To overcome the limitations of above methods, we investigated the effect of ground blowing on wake vortex dissipation. As an active flow control method, this strategy is able to reduce the lifespan of the IGE wake vortex without affecting flight safety. Numerical simulations indicated that although the direct effect of the blowing airflow on the vortices is limited, the starting vortex produced by the blowing air can develop into a hairpin vortex, inducing the interference between the primary and secondary vortices, and thus accelerating the wake dissipation [18]. Further, we have also investigated the blowing effect in crosswind conditions and screened for optimal blowing parameters [19].

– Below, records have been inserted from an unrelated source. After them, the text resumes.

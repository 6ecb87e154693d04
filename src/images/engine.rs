// SPDX-License-Identifier: Parity-7.0.0 OR PolyForm-Noncommercial-1.0.0
/*!
A minimal screen engine: an ordered stack of texture layers drawn each frame.

Typical layers are the game screen, an overlay and a cursor.  A frame where no
visible layer is dirty and no redraw was requested is skipped entirely.
*/
use std::rc::Rc;

use crate::bindings::coordinates::DestRect;
use crate::bindings::error::TextureError;
use crate::bindings::sampler::SamplerType;
use crate::bindings::texture_buffer::TextureBuffer;
use crate::bindings::texture_config::TextureConfig;
use crate::images::device::BoundDevice;
use crate::imp::GpuContext;

/// Index of a layer, in draw order.
#[derive(Debug, Clone, Copy, PartialEq, Eq, Hash, PartialOrd, Ord)]
pub struct LayerId(usize);

#[derive(Debug)]
struct Layer<C: GpuContext> {
    texture: TextureBuffer<C>,
    visible: bool,
    /// `None` draws the logical area unscaled at the origin.
    destination: Option<DestRect>,
}

/// What happened during [Engine::render_frame].
#[derive(Debug, Default, PartialEq)]
pub struct FrameReport {
    pub frame: u64,
    /// Nothing was dirty, so nothing was drawn.
    pub skipped: bool,
    pub drawn: Vec<LayerId>,
    /// Failures stay local to their layer; the other layers are still drawn.
    pub errors: Vec<(LayerId, TextureError)>,
}

#[derive(Debug)]
pub struct Engine<C: GpuContext> {
    device: Rc<BoundDevice<C>>,
    layers: Vec<Layer<C>>,
    force_redraw: bool,
    sampler: SamplerType,
    frame: u64,
}

impl<C: GpuContext> Engine<C> {
    pub fn new(device: &Rc<BoundDevice<C>>) -> Self {
        Engine {
            device: Rc::clone(device),
            layers: Vec::new(),
            force_redraw: true,
            sampler: SamplerType::default(),
            frame: 0,
        }
    }

    pub fn bound_device(&self) -> &Rc<BoundDevice<C>> {
        &self.device
    }

    /// Adds a layer on top of the existing ones.  The engine's filtering overrides the config's.
    pub fn add_layer(&mut self, config: TextureConfig<'_>) -> LayerId {
        let config = config.with_sampler(self.sampler);
        let id = LayerId(self.layers.len());
        self.layers.push(Layer {
            texture: TextureBuffer::new(&self.device, config),
            visible: true,
            destination: None,
        });
        self.force_redraw = true;
        id
    }

    /// # Panics
    /// If `id` came from a different engine.
    pub fn layer(&self, id: LayerId) -> &TextureBuffer<C> {
        &self.layers[id.0].texture
    }

    /// # Panics
    /// If `id` came from a different engine.
    pub fn layer_mut(&mut self, id: LayerId) -> &mut TextureBuffer<C> {
        &mut self.layers[id.0].texture
    }

    pub fn set_visible(&mut self, id: LayerId, visible: bool) {
        let layer = &mut self.layers[id.0];
        if layer.visible != visible {
            layer.visible = visible;
            self.force_redraw = true;
        }
    }

    pub fn set_destination(&mut self, id: LayerId, destination: Option<DestRect>) {
        self.layers[id.0].destination = destination;
        self.force_redraw = true;
    }

    /// Draws the next frame even if nothing is dirty.
    pub fn force_redraw(&mut self) {
        self.force_redraw = true;
    }

    pub fn needs_redraw(&self) -> bool {
        self.force_redraw
            || self
                .layers
                .iter()
                .any(|layer| layer.visible && layer.texture.is_dirty())
    }

    pub fn sampler(&self) -> SamplerType {
        self.sampler
    }

    /**
    Changes filtering on every layer.

    Every layer is attempted; the first failure is returned.
    */
    pub fn set_sampler(&mut self, sampler: SamplerType) -> Result<(), TextureError> {
        self.sampler = sampler;
        self.force_redraw = true;
        let mut first_error = None;
        for layer in &mut self.layers {
            if let Err(e) = layer.texture.set_sampler(sampler) {
                first_error.get_or_insert(e);
            }
        }
        first_error.map_or(Ok(()), Err)
    }

    /**
    Recreates every layer's texture after a context loss.

    Every layer is attempted; the first failure is returned.
    */
    pub fn reinit_all(&mut self) -> Result<(), TextureError> {
        logwise::warn_sync!(
            "Reinitializing {count} layers after context loss",
            count = self.layers.len()
        );
        self.force_redraw = true;
        let mut first_error = None;
        for layer in &mut self.layers {
            if let Err(e) = layer.texture.reinit() {
                first_error.get_or_insert(e);
            }
        }
        first_error.map_or(Ok(()), Err)
    }

    /**
    Draws every visible, allocated layer in order, unless nothing changed.

    A frame with errors is redrawn next time.
    */
    pub fn render_frame(&mut self) -> FrameReport {
        self.frame += 1;
        let mut report = FrameReport {
            frame: self.frame,
            ..FrameReport::default()
        };
        if !self.needs_redraw() {
            logwise::trace_sync!("Skipping frame {frame}; nothing is dirty", frame = self.frame);
            report.skipped = true;
            return report;
        }
        let _interval = logwise::perfwarn_begin!("Engine::render_frame");
        for (index, layer) in self.layers.iter_mut().enumerate() {
            if !layer.visible || layer.texture.handle().is_none() {
                continue;
            }
            let id = LayerId(index);
            let result = match layer.destination {
                Some(dest) => layer.texture.draw(dest),
                None => layer.texture.draw_full(),
            };
            match result {
                Ok(()) => report.drawn.push(id),
                Err(e) => report.errors.push((id, e)),
            }
        }
        self.force_redraw = !report.errors.is_empty();
        report
    }
}

#[cfg(test)]
mod tests {
    use super::*;
    use crate::imp::{GpuError, SoftwareContext};
    use crate::pixel_formats::PixelFormatDescriptor;

    #[test]
    fn first_frame_draws_then_skips() {
        let device = BoundDevice::bind(SoftwareContext::new("GL_OES_texture_npot"));
        let mut engine = Engine::new(&device);
        let screen = engine.add_layer(TextureConfig::new("screen", PixelFormatDescriptor::RGB565));
        engine.layer_mut(screen).allocate(8, 8).unwrap();

        let report = engine.render_frame();
        assert!(!report.skipped);
        assert_eq!(report.drawn, vec![screen]);

        let report = engine.render_frame();
        assert!(report.skipped);
        assert_eq!(report.frame, 2);
    }

    #[test]
    fn failed_layer_does_not_stop_others() {
        let device = BoundDevice::bind(SoftwareContext::new(""));
        let mut engine = Engine::new(&device);
        let a = engine.add_layer(TextureConfig::new("a", PixelFormatDescriptor::RGB565));
        let b = engine.add_layer(TextureConfig::new("b", PixelFormatDescriptor::RGB565));
        engine.layer_mut(a).allocate(4, 4).unwrap();
        engine.layer_mut(b).allocate(4, 4).unwrap();

        device.context_mut().fail_next(GpuError::OutOfMemory);
        let report = engine.render_frame();
        assert_eq!(report.drawn, vec![b]);
        assert_eq!(
            report.errors,
            vec![(a, TextureError::Rendering(GpuError::OutOfMemory))]
        );
        //retried
        assert!(engine.needs_redraw());
        let report = engine.render_frame();
        assert_eq!(report.drawn, vec![a, b]);
    }

    #[test]
    fn hidden_layers_are_skipped() {
        let device = BoundDevice::bind(SoftwareContext::new(""));
        let mut engine = Engine::new(&device);
        let cursor = engine.add_layer(TextureConfig::new("cursor", PixelFormatDescriptor::RGBA8888));
        engine.layer_mut(cursor).allocate(4, 4).unwrap();
        engine.set_visible(cursor, false);
        let report = engine.render_frame();
        assert!(!report.skipped);
        assert!(report.drawn.is_empty());
    }
}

Although increasing the blowing zone area and blowing velocity improves the blowing effect, maintaining a large flow rate consumes a huge amount of energy. With restrictions to the blowing flux and blowing zone area, a better choice—and the aim of this study—is to find a set of blowing zone parameters that can best enhance the wake decay through the blowing process. Since there is no analytical function between the blowing parameters and blowing effect, it is difficult to find an explicit optimal solution. On this basis, a surrogate model was adopted to approximate the relationship between blowing parameters and blowing effect. Different blowing aspect ratios and positions were tested. A rich number of sample points were used to establish the response surface, so that the optimal design of the blowing parameters could be estimated.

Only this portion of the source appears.